On 2022-11-29 15:55, Aurelien Bompard wrote:
Well, we can actually do persistent storage in the ocp4 cluster. ;)
Oh, that's interesting! Are we using it already in one of our ansible-deployed apps?
You can take the meetbot app as an example: https://pagure.io/fedora-infra/ansible/blob/main/f/roles/openshift-apps/mote...
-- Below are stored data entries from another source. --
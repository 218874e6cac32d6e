use crate::models::DashboardData;
use std::sync::Arc;

#[derive(Clone)]
pub struct AppState {
    pub data: Arc<DashboardData>,
}

impl AppState {
    pub fn new(data: DashboardData) -> Self {
        Self {
            data: Arc::new(data),
        }
    }
}
use crate::handlers;
use crate::state::AppState;
use axum::{routing::get, Router};

pub fn router(state: AppState) -> Router {
    Router::new()
        .route("/", get(handlers::index))
        .route("/api/range", get(handlers::get_range))
        .route("/api/series", get(handlers::get_series))
        .route("/api/plays", get(handlers::get_plays))
        .route("/api/locations", get(handlers::get_locations))
        .with_state(state)
}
There are 4 types of persistent storage available you can use: - NFS (no storageClass): poor performance, need to be provisioned beforehand on Netapp. Can be shared by multiple pods and outside of Openshift. - RBD (storageClass: ocs-storagecluster-ceph-rbd): Block storage. Openshift will create an ext4 FS on top of it for you by default. Provide fast performance, but can only be accessed by one node at a time. - CephFS (storageClass: ocs-storagecluster-cephfs): Shared Filesystem storage. It's pretty much like NFS. Can be accessed by several pods simultaneously. - S3 (storageClass: openshift-storage.noobaa.io): Object storage. Require specific support from the application to use it. I don't think Redis support that kind of storage.
Basically, if you want more than 1 replica/pod to access your storage, pick CephFS. If you need max perf and single access (like a PSQL database), use RBD. If you want your data accessible from outside Openshift (i.e: on another VM), use NFS. With the exception of S3, all other storage types are used the same way. Only the PVC definition is different.